Among the entries below, determine how many lines contain the word "must" and state only that figure.

EXERCISE INPUTS:
━━━━

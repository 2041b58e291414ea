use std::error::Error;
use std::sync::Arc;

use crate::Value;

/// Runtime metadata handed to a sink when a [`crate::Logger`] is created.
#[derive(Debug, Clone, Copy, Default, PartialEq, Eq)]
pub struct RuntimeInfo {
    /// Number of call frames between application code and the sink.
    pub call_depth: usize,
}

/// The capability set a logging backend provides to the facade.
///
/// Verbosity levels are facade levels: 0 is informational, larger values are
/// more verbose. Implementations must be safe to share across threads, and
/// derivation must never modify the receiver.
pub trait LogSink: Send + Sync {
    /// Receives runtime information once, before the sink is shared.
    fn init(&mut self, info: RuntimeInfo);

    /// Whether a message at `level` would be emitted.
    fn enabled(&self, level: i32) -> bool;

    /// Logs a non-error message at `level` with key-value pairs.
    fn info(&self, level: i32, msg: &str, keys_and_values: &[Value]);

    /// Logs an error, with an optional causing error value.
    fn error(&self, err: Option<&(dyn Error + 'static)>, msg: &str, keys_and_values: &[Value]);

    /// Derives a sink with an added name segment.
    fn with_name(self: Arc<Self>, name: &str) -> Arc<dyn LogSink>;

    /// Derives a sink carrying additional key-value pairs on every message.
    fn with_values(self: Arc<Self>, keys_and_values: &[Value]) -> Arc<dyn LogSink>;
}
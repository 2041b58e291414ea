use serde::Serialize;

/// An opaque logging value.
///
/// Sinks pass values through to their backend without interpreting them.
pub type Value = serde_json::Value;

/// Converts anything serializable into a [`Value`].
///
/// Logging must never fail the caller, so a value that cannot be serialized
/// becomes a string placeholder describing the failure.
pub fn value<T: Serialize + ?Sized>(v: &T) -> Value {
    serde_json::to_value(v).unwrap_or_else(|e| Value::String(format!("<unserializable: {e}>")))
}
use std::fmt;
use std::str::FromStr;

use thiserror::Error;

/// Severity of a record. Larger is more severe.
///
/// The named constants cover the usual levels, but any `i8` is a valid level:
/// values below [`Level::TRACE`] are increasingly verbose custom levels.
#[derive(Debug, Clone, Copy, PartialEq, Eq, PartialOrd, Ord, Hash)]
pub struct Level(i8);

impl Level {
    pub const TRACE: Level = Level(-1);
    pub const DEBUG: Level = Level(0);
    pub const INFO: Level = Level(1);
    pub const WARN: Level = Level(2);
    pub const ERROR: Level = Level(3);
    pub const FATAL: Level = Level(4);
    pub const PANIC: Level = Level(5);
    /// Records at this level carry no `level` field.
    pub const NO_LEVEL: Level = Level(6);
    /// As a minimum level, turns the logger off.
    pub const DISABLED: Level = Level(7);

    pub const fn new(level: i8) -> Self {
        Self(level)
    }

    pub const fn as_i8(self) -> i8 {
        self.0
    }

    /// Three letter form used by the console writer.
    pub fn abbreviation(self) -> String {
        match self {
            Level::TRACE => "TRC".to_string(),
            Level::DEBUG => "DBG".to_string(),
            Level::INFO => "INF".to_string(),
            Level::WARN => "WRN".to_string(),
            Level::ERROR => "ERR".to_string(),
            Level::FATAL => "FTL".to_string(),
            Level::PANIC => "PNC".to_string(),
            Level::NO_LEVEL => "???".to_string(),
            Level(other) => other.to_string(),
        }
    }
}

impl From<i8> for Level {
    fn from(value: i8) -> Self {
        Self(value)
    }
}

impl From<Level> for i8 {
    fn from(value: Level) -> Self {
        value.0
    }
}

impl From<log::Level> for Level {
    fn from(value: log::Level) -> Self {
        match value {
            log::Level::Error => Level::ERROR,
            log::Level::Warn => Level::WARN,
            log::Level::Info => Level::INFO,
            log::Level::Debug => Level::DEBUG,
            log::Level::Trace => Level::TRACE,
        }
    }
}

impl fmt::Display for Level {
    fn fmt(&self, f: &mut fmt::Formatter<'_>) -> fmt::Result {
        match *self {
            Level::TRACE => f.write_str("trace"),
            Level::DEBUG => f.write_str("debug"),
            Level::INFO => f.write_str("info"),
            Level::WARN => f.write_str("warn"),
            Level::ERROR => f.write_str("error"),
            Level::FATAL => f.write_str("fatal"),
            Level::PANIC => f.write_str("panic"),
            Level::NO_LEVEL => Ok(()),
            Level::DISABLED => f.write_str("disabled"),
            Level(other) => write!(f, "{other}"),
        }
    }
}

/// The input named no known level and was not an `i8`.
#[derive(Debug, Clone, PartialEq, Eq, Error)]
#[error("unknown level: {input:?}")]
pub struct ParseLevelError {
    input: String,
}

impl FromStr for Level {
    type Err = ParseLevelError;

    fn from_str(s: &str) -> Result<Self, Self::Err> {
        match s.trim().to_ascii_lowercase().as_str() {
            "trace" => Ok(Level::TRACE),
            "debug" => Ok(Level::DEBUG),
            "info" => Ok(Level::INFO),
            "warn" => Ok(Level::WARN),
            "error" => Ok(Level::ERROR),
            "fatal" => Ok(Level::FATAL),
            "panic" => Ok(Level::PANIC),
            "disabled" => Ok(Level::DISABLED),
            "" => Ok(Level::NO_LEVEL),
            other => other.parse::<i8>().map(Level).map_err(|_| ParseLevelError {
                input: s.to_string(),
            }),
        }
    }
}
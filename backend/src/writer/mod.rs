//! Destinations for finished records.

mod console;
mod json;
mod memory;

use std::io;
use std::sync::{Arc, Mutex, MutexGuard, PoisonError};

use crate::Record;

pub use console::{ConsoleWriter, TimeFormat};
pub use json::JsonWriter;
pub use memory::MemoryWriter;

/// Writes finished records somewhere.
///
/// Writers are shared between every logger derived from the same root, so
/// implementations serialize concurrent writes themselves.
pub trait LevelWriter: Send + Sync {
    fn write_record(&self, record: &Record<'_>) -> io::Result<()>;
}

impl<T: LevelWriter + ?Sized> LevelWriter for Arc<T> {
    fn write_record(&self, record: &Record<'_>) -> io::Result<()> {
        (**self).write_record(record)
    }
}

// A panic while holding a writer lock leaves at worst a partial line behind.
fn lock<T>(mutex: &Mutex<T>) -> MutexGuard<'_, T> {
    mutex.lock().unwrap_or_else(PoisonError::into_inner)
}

━━━━

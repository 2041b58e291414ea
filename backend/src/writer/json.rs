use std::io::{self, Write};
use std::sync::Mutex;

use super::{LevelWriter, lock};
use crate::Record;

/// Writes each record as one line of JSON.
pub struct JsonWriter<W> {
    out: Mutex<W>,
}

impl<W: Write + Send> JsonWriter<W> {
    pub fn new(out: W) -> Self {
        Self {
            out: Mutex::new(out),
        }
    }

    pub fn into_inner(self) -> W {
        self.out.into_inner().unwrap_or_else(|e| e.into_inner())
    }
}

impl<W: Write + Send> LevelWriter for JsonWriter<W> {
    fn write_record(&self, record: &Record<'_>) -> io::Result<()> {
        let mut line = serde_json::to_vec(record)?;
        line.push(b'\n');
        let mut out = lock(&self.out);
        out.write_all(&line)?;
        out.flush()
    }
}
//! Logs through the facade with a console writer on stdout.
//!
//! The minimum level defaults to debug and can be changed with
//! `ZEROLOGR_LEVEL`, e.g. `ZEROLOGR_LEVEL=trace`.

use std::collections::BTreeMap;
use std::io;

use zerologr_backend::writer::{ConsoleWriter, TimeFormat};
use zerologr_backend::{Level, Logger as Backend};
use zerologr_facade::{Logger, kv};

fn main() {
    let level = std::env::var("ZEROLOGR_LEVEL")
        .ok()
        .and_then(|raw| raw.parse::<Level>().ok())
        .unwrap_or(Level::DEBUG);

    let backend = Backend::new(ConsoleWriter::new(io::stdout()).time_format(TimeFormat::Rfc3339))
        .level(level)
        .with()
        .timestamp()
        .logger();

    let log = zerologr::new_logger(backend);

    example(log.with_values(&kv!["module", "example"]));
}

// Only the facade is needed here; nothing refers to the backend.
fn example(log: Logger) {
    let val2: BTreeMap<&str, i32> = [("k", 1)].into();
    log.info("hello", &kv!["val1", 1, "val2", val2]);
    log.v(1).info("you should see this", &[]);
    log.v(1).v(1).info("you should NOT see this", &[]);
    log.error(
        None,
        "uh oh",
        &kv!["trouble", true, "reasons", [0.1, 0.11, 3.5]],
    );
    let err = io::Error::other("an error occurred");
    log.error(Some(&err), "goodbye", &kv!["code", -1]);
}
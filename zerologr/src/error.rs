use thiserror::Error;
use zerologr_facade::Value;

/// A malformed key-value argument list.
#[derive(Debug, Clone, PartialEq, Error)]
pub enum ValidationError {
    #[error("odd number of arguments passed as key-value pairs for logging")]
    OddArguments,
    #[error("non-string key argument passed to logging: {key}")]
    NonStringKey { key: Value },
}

━━━━

RESULT BELOW: 3